EXERCISE OBJECTIVE:
Retype the records below from their first line through the line containing "error, if any", and include nothing else.

[Items listed in a dataset]
//! GPU device acquisition and fault monitoring
//!
//! Wraps the device/queue pair shared by every point cloud buffer. Errors the
//! device raises outside of an error scope (device lost, validation faults
//! in submitted work) are captured into a fault slot that the frame loop
//! checks without blocking.

use crate::error::{EngineError, EngineResult, OptionExt};
use parking_lot::Mutex;
use std::sync::Arc;

/// First uncaptured device error, if any
#[derive(Clone, Default)]
pub struct DeviceFaultMonitor {
    fault: Arc<Mutex<Option<String>>>,
}

impl DeviceFaultMonitor {
    /// Install the monitor as the device's uncaptured error handler
    pub fn install(device: &wgpu::Device) -> Self {
        let monitor = Self::default();
        let slot = monitor.fault.clone();

        device.on_uncaptured_error(Box::new(move |error: wgpu::Error| {
            log::error!("[DeviceFaultMonitor] Uncaptured GPU error: {}", error);
            let mut fault = slot.lock();
            if fault.is_none() {
                *fault = Some(error.to_string());
            }
        }));

        monitor
    }

    /// Record a fault observed elsewhere (e.g. surface loss)
    pub fn report(&self, message: impl Into<String>) {
        let mut fault = self.fault.lock();
        if fault.is_none() {
            *fault = Some(message.into());
        }
    }

    /// The first fault, left in place
    pub fn fault(&self) -> Option<String> {
        self.fault.lock().clone()
    }
}

/// Shared device, queue and fault monitor
#[derive(Clone)]
pub struct GpuContext {
    pub device: Arc<wgpu::Device>,
    pub queue: Arc<wgpu::Queue>,
    pub faults: DeviceFaultMonitor,
}

impl GpuContext {
    /// Wrap an existing device/queue pair and install fault monitoring
    pub fn from_parts(device: Arc<wgpu::Device>, queue: Arc<wgpu::Queue>) -> Self {
        let faults = DeviceFaultMonitor::install(&device);
        Self {
            device,
            queue,
            faults,
        }
    }

    /// Create a context without a surface (tests, tools)
    pub async fn headless() -> EngineResult<Self> {
        let instance = wgpu::Instance::new(wgpu::InstanceDescriptor {
            backends: wgpu::Backends::all(),
            ..Default::default()
        });

        let adapter = instance
            .request_adapter(&wgpu::RequestAdapterOptions {
                power_preference: wgpu::PowerPreference::HighPerformance,
                compatible_surface: None,
                force_fallback_adapter: false,
            })
            .await
            .ok_or_engine(|| EngineError::DeviceNotFound)?;

        Self::from_adapter(&adapter).await
    }

    /// Request a device from an adapter with the limits the point pipeline needs
    pub async fn from_adapter(adapter: &wgpu::Adapter) -> EngineResult<Self> {
        let info = adapter.get_info();
        log::info!(
            "[GpuContext::from_adapter] Using adapter: {} ({:?})",
            info.name,
            info.backend
        );

        // Culling runs in compute, the material reads points from storage
        // in the vertex stage and the draw is indirect
        let required_flags = wgpu::DownlevelFlags::COMPUTE_SHADERS
            | wgpu::DownlevelFlags::VERTEX_STORAGE
            | wgpu::DownlevelFlags::INDIRECT_EXECUTION;
        let downlevel = adapter.get_downlevel_capabilities();
        if !downlevel.flags.contains(required_flags) {
            return Err(EngineError::DeviceRequest(format!(
                "adapter '{}' lacks {:?}",
                info.name,
                required_flags - downlevel.flags
            )));
        }

        // Large point sets need the adapter's full storage buffer range
        let hardware_limits = adapter.limits();
        let required_limits = wgpu::Limits {
            max_storage_buffer_binding_size: hardware_limits.max_storage_buffer_binding_size,
            max_buffer_size: hardware_limits.max_buffer_size,
            ..wgpu::Limits::default()
        }
        .using_resolution(hardware_limits);

        let (device, queue) = adapter
            .request_device(
                &wgpu::DeviceDescriptor {
                    label: Some("Point Cloud Device"),
                    required_features: wgpu::Features::empty(),
                    required_limits,
                },
                None,
            )
            .await
            .map_err(|e| EngineError::DeviceRequest(e.to_string()))?;

        Ok(Self::from_parts(Arc::new(device), Arc::new(queue)))
    }

    /// Block until all submitted work has completed
    pub fn wait_idle(&self) {
        let _ = self.device.poll(wgpu::Maintain::Wait);
    }
}
//! Centralized GPU buffer layout definitions
//!
//! Single source of truth for the buffer layouts, sizes and binding indices
//! shared by the culling kernel and the point material.

pub mod camera;
pub mod commands;
pub mod point;


pub use camera::{CullUniforms, RenderUniforms};
pub use commands::{CommandBufferLayout, GeometryMeta, IndirectDrawIndexedCommand};
pub use point::{PointRecord, QuadVertex};

/// Buffer binding indices for consistency across shaders
pub mod bindings {
    /// Culling kernel bindings
    pub mod cull {
        pub const UNIFORMS: u32 = 0;
        pub const ALL_POINTS: u32 = 1;
        pub const VISIBLE_POINTS: u32 = 2;
        pub const VISIBLE_COUNT: u32 = 3;
        pub const ARGS_BUFFER: u32 = 4;
    }

    /// Point material bindings
    pub mod render {
        pub const CAMERA_UNIFORM: u32 = 0;
        pub const ALL_POINTS: u32 = 1;
        pub const VISIBLE_POINTS: u32 = 2;
    }
}
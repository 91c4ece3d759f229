//! GPU Culling Validation Tests
//!
//! Runs the culling kernel and indirect draw on a real device and checks the
//! visible set, counter and draw arguments against the host reference.
//! Every test skips when no adapter is available.

use point_cloud_engine::camera::{build_cull_uniforms, init_camera_looking_at, CullThresholds};
use point_cloud_engine::generator::{generate_points, SpherePointGenerator};
use point_cloud_engine::renderer::create_depth_texture;
use point_cloud_engine::renderer::gpu_driven::reference::{
    cull_reference, point_distance, size_heuristic,
};
use point_cloud_engine::{
    CameraData, EngineError, FrameContext, GpuContext, LifecycleState, PointCloudAssets,
    PointCloudConfig, PointCloudRenderer, PointRecord,
};

const COLOR_FORMAT: wgpu::TextureFormat = wgpu::TextureFormat::Rgba8Unorm;
const TARGET_SIZE: u32 = 64;

/// Initialize GPU context for tests
fn init_gpu() -> Option<GpuContext> {
    pollster::block_on(GpuContext::headless()).ok()
}

struct OffscreenTarget {
    _color: wgpu::Texture,
    color_view: wgpu::TextureView,
    _depth: wgpu::Texture,
    depth_view: wgpu::TextureView,
}

fn offscreen_target(device: &wgpu::Device) -> OffscreenTarget {
    let color = device.create_texture(&wgpu::TextureDescriptor {
        label: Some("Test Color Target"),
        size: wgpu::Extent3d {
            width: TARGET_SIZE,
            height: TARGET_SIZE,
            depth_or_array_layers: 1,
        },
        mip_level_count: 1,
        sample_count: 1,
        dimension: wgpu::TextureDimension::D2,
        format: COLOR_FORMAT,
        usage: wgpu::TextureUsages::RENDER_ATTACHMENT,
        view_formats: &[],
    });
    let color_view = color.create_view(&wgpu::TextureViewDescriptor::default());
    let (depth, depth_view) = create_depth_texture(device, TARGET_SIZE, TARGET_SIZE);

    OffscreenTarget {
        _color: color,
        color_view,
        _depth: depth,
        depth_view,
    }
}

fn camera_at_origin() -> CameraData {
    init_camera_looking_at(TARGET_SIZE, TARGET_SIZE, [0.0; 3], [1.0, 0.0, 0.0])
}

fn tick(
    renderer: &mut PointCloudRenderer,
    target: &OffscreenTarget,
    camera: Option<&CameraData>,
) -> point_cloud_engine::EngineResult<point_cloud_engine::FrameReport> {
    renderer.tick(&FrameContext {
        camera,
        color_view: &target.color_view,
        depth_view: &target.depth_view,
        clear_color: wgpu::Color::BLACK,
    })
}

/// Visible indices of the last frame, sorted
fn read_visible(renderer: &PointCloudRenderer) -> Vec<u32> {
    let ctx = renderer.context();
    let count = renderer
        .visibility()
        .read_count_blocking(&ctx.device, &ctx.queue)
        .expect("count readback");
    let mut visible = renderer
        .visibility()
        .read_indices_blocking(&ctx.device, &ctx.queue, count)
        .expect("index readback");
    visible.sort_unstable();
    visible
}

fn initialize(
    ctx: GpuContext,
    config: PointCloudConfig,
    records: &[PointRecord],
) -> point_cloud_engine::EngineResult<PointCloudRenderer> {
    let mut generator = |i: u32| records[i as usize];
    PointCloudRenderer::initialize(
        ctx,
        config,
        &PointCloudAssets::builtin(),
        &mut generator,
        COLOR_FORMAT,
    )
}

fn four_point_line() -> Vec<PointRecord> {
    [1.0, 5.0, 50.0, 200.0]
        .iter()
        .map(|&x| PointRecord::new([x, 0.0, 0.0], 10.0, [1.0, 0.5, 0.25, 1.0]))
        .collect()
}

#[test]
fn test_distance_threshold_scenario() {
    let Some(ctx) = init_gpu() else {
        println!("Skipping GPU test - no GPU available");
        return;
    };

    let records = four_point_line();
    let config = PointCloudConfig {
        point_count: 4,
        max_distance: 100.0,
        min_size: 0.01,
        ..Default::default()
    };
    let mut renderer = initialize(ctx, config, &records).expect("initialize");
    let target = offscreen_target(&renderer.context().device);
    let camera = camera_at_origin();

    let report = tick(&mut renderer, &target, Some(&camera)).expect("tick");
    assert_eq!(report.workgroups, 1);
    assert_eq!(report.draw.draw_calls, 1);

    assert_eq!(read_visible(&renderer), vec![0, 1, 2]);

    let ctx = renderer.context();
    let args = renderer
        .draw_args()
        .read_blocking(&ctx.device, &ctx.queue)
        .expect("args readback");
    assert_eq!(args.instance_count, 3);
    assert_eq!(args.index_count, 6);
    assert_eq!(args.first_index, 0);
    assert_eq!(args.base_vertex, 0);
    assert_eq!(args.first_instance, 0);
}

#[test]
fn test_counts_do_not_accumulate_across_frames() {
    let Some(ctx) = init_gpu() else {
        println!("Skipping GPU test - no GPU available");
        return;
    };

    let records = four_point_line();
    let config = PointCloudConfig {
        point_count: 4,
        debug_mode: true,
        ..Default::default()
    };
    let mut renderer = initialize(ctx, config, &records).expect("initialize");
    let target = offscreen_target(&renderer.context().device);
    let camera = camera_at_origin();

    for frame in 1..=3u64 {
        let report = tick(&mut renderer, &target, Some(&camera)).expect("tick");
        assert_eq!(report.frame_index, frame);
        assert_eq!(report.visible_count, Some(3));

        let ctx = renderer.context();
        let args = renderer
            .draw_args()
            .read_blocking(&ctx.device, &ctx.queue)
            .expect("args readback");
        assert_eq!(args.instance_count, 3);
    }
    assert_eq!(renderer.diagnostics().last_count(), Some(3));
}

#[test]
fn test_min_size_above_every_point_draws_nothing() {
    let Some(ctx) = init_gpu() else {
        println!("Skipping GPU test - no GPU available");
        return;
    };

    let config = PointCloudConfig {
        point_count: 1_000,
        min_size: 5.0,
        point_size_range: (0.1, 2.0),
        ..Default::default()
    };
    let mut generator = SpherePointGenerator::from_config(&config);
    let mut renderer = PointCloudRenderer::initialize(
        ctx,
        config,
        &PointCloudAssets::builtin(),
        &mut generator,
        COLOR_FORMAT,
    )
    .expect("initialize");
    let target = offscreen_target(&renderer.context().device);
    let camera = camera_at_origin();

    tick(&mut renderer, &target, Some(&camera)).expect("tick");

    let ctx = renderer.context();
    let args = renderer
        .draw_args()
        .read_blocking(&ctx.device, &ctx.queue)
        .expect("args readback");
    assert_eq!(args.instance_count, 0);
    assert!(read_visible(&renderer).is_empty());
}

#[test]
fn test_visible_set_matches_host_reference() {
    let Some(ctx) = init_gpu() else {
        println!("Skipping GPU test - no GPU available");
        return;
    };

    let camera = init_camera_looking_at(TARGET_SIZE, TARGET_SIZE, [0.0, 0.0, 30.0], [0.0; 3]);
    let thresholds = CullThresholds {
        max_distance: 45.0,
        min_size: 0.02,
    };

    // Keep points clear of both thresholds so device and host rounding agree
    let mut generator = SpherePointGenerator::new(42, [0.0; 3], 50.0, (0.1, 2.0));
    let records: Vec<PointRecord> = generate_points(&mut generator, 20_000)
        .into_iter()
        .filter(|p| {
            let d = point_distance(p.position, camera.position);
            let apparent = size_heuristic(p.size, d);
            (d - thresholds.max_distance).abs() > 1e-2
                && (apparent - thresholds.min_size).abs() > 1e-4
        })
        .collect();
    let point_count = records.len() as u32;

    let config = PointCloudConfig {
        point_count,
        max_distance: thresholds.max_distance,
        min_size: thresholds.min_size,
        ..Default::default()
    };
    let mut renderer = initialize(ctx, config, &records).expect("initialize");
    let target = offscreen_target(&renderer.context().device);

    tick(&mut renderer, &target, Some(&camera)).expect("tick");

    let expected = cull_reference(
        &records,
        &build_cull_uniforms(&camera, &thresholds, point_count),
    );
    assert!(!expected.is_empty());
    assert!(expected.len() < records.len());

    let visible = read_visible(&renderer);
    assert_eq!(visible, expected);

    let mut deduped = visible.clone();
    deduped.dedup();
    assert_eq!(deduped.len(), visible.len());

    let ctx = renderer.context();
    let args = renderer
        .draw_args()
        .read_blocking(&ctx.device, &ctx.queue)
        .expect("args readback");
    assert_eq!(args.instance_count as usize, visible.len());
    assert!(args.instance_count <= point_count);

    // Same inputs, same visible set
    tick(&mut renderer, &target, Some(&camera)).expect("tick");
    assert_eq!(read_visible(&renderer), expected);
}

#[test]
fn test_missing_camera_draws_zero_instances() {
    let Some(ctx) = init_gpu() else {
        println!("Skipping GPU test - no GPU available");
        return;
    };

    let records = four_point_line();
    let config = PointCloudConfig {
        point_count: 4,
        ..Default::default()
    };
    let mut renderer = initialize(ctx, config, &records).expect("initialize");
    let target = offscreen_target(&renderer.context().device);
    let camera = camera_at_origin();

    tick(&mut renderer, &target, Some(&camera)).expect("tick");
    let report = tick(&mut renderer, &target, None).expect("tick without camera");
    assert_eq!(report.workgroups, 0);
    assert_eq!(report.draw.draw_calls, 1);

    let ctx = renderer.context();
    let args = renderer
        .draw_args()
        .read_blocking(&ctx.device, &ctx.queue)
        .expect("args readback");
    assert_eq!(args.instance_count, 0);

    let pending = renderer.current_visible_count();
    ctx.wait_idle();
    assert_eq!(pollster::block_on(pending).expect("count"), 0);
}

#[test]
fn test_initialization_rejects_bad_inputs() {
    let Some(ctx) = init_gpu() else {
        println!("Skipping GPU test - no GPU available");
        return;
    };

    let records = four_point_line();

    // Unset asset references
    let mut generator = |i: u32| records[i as usize];
    let result = PointCloudRenderer::initialize(
        ctx.clone(),
        PointCloudConfig {
            point_count: 4,
            ..Default::default()
        },
        &PointCloudAssets::default(),
        &mut generator,
        COLOR_FORMAT,
    );
    assert!(matches!(
        result,
        Err(EngineError::InvalidConfiguration { .. })
    ));

    // Render bounds smaller than the point set
    let tight = PointCloudConfig {
        point_count: 4,
        render_bounds: point_cloud_engine::bounds::aabb_from_center_half_extents(
            [0.0; 3],
            [100.0; 3],
        ),
        ..Default::default()
    };
    match initialize(ctx.clone(), tight, &records) {
        Err(EngineError::InvalidConfiguration { field, .. }) => assert_eq!(field, "render_bounds"),
        Err(other) => panic!("unexpected {:?}", other),
        Ok(_) => panic!("bounds violation accepted"),
    }

    // Zero capacity
    let empty = PointCloudConfig {
        point_count: 0,
        ..Default::default()
    };
    assert!(matches!(
        initialize(ctx, empty, &records),
        Err(EngineError::InvalidConfiguration { .. })
    ));
}

#[test]
fn test_shutdown_is_idempotent_and_stops_frames() {
    let Some(ctx) = init_gpu() else {
        println!("Skipping GPU test - no GPU available");
        return;
    };

    let records = four_point_line();
    let config = PointCloudConfig {
        point_count: 4,
        ..Default::default()
    };
    let mut renderer = initialize(ctx, config, &records).expect("initialize");
    let target = offscreen_target(&renderer.context().device);
    let camera = camera_at_origin();

    tick(&mut renderer, &target, Some(&camera)).expect("tick");
    assert_eq!(renderer.state(), LifecycleState::Ready);

    renderer.shutdown();
    renderer.shutdown();
    assert_eq!(renderer.state(), LifecycleState::ShutDown);

    assert!(matches!(
        tick(&mut renderer, &target, Some(&camera)),
        Err(EngineError::NotRunning { .. })
    ));

    // Released buffers are never read back
    assert!(matches!(
        pollster::block_on(renderer.current_visible_count()),
        Err(EngineError::NotRunning { .. })
    ));
    renderer.context().wait_idle();
    assert_eq!(renderer.context().faults.fault(), None);
}

#[test]
fn test_device_fault_halts_frames() {
    let Some(ctx) = init_gpu() else {
        println!("Skipping GPU test - no GPU available");
        return;
    };

    let faults = ctx.faults.clone();
    let records = four_point_line();
    let config = PointCloudConfig {
        point_count: 4,
        ..Default::default()
    };
    let mut renderer = initialize(ctx, config, &records).expect("initialize");
    let target = offscreen_target(&renderer.context().device);
    let camera = camera_at_origin();

    tick(&mut renderer, &target, Some(&camera)).expect("tick");

    faults.report("device lost");
    assert!(matches!(
        tick(&mut renderer, &target, Some(&camera)),
        Err(EngineError::PipelineFault { .. })
    ));
    assert_eq!(renderer.state(), LifecycleState::Faulted);

    // Every later frame fails too
    assert!(tick(&mut renderer, &target, Some(&camera)).is_err());
    assert!(matches!(
        pollster::block_on(renderer.current_visible_count()),
        Err(EngineError::NotRunning { .. })
    ));
}
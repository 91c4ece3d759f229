//! Point buffer layout definitions
//!
//! Defines the device-resident point record and the quad mesh vertex used to
//! draw one billboard per visible point.

use bytemuck::{Pod, Zeroable};
use wgpu::{VertexAttribute, VertexBufferLayout, VertexFormat, VertexStepMode};

/// Per-point attributes stored in the Point Store
/// Total size: 32 bytes
///
/// Memory layout (matches the WGSL `PointRecord` struct):
/// - Offset 0-11: position (vec3)
/// - Offset 12-15: size
/// - Offset 16-31: color RGBA (vec4)
#[repr(C)]
#[derive(Copy, Clone, Debug, Default, PartialEq, Pod, Zeroable)]
pub struct PointRecord {
    /// World-space position
    pub position: [f32; 3],

    /// Declared point size in world units
    pub size: f32,

    /// Color with alpha
    pub color: [f32; 4],
}

impl PointRecord {
    pub fn new(position: [f32; 3], size: f32, color: [f32; 4]) -> Self {
        Self {
            position,
            size,
            color,
        }
    }
}

/// Corner of the unit quad billboard
/// Total size: 8 bytes
#[repr(C)]
#[derive(Copy, Clone, Debug, Default, PartialEq, Pod, Zeroable)]
pub struct QuadVertex {
    /// Corner offset in [-1, 1], scaled by half the point size
    pub corner: [f32; 2],
}

impl QuadVertex {
    const ATTRIBUTES: [VertexAttribute; 1] = [VertexAttribute {
        offset: 0,
        shader_location: 0,
        format: VertexFormat::Float32x2,
    }];

    /// Vertex buffer layout for the quad mesh
    pub fn desc<'a>() -> VertexBufferLayout<'a> {
        VertexBufferLayout {
            array_stride: std::mem::size_of::<QuadVertex>() as wgpu::BufferAddress,
            step_mode: VertexStepMode::Vertex,
            attributes: &Self::ATTRIBUTES,
        }
    }
}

ANSWER TO THIS PROBLEM:
//! GPU device acquisition and fault monitoring
//!
//! Wraps the device/queue pair shared by every point cloud buffer. Errors the
//! device raises outside of an error scope (device lost, validation faults
//! in submitted work) are captured into a fault slot that the frame loop
//! checks without blocking.

use crate::error::{EngineError, EngineResult, OptionExt};
use parking_lot::Mutex;
use std::sync::Arc;

/// First uncaptured device error, if any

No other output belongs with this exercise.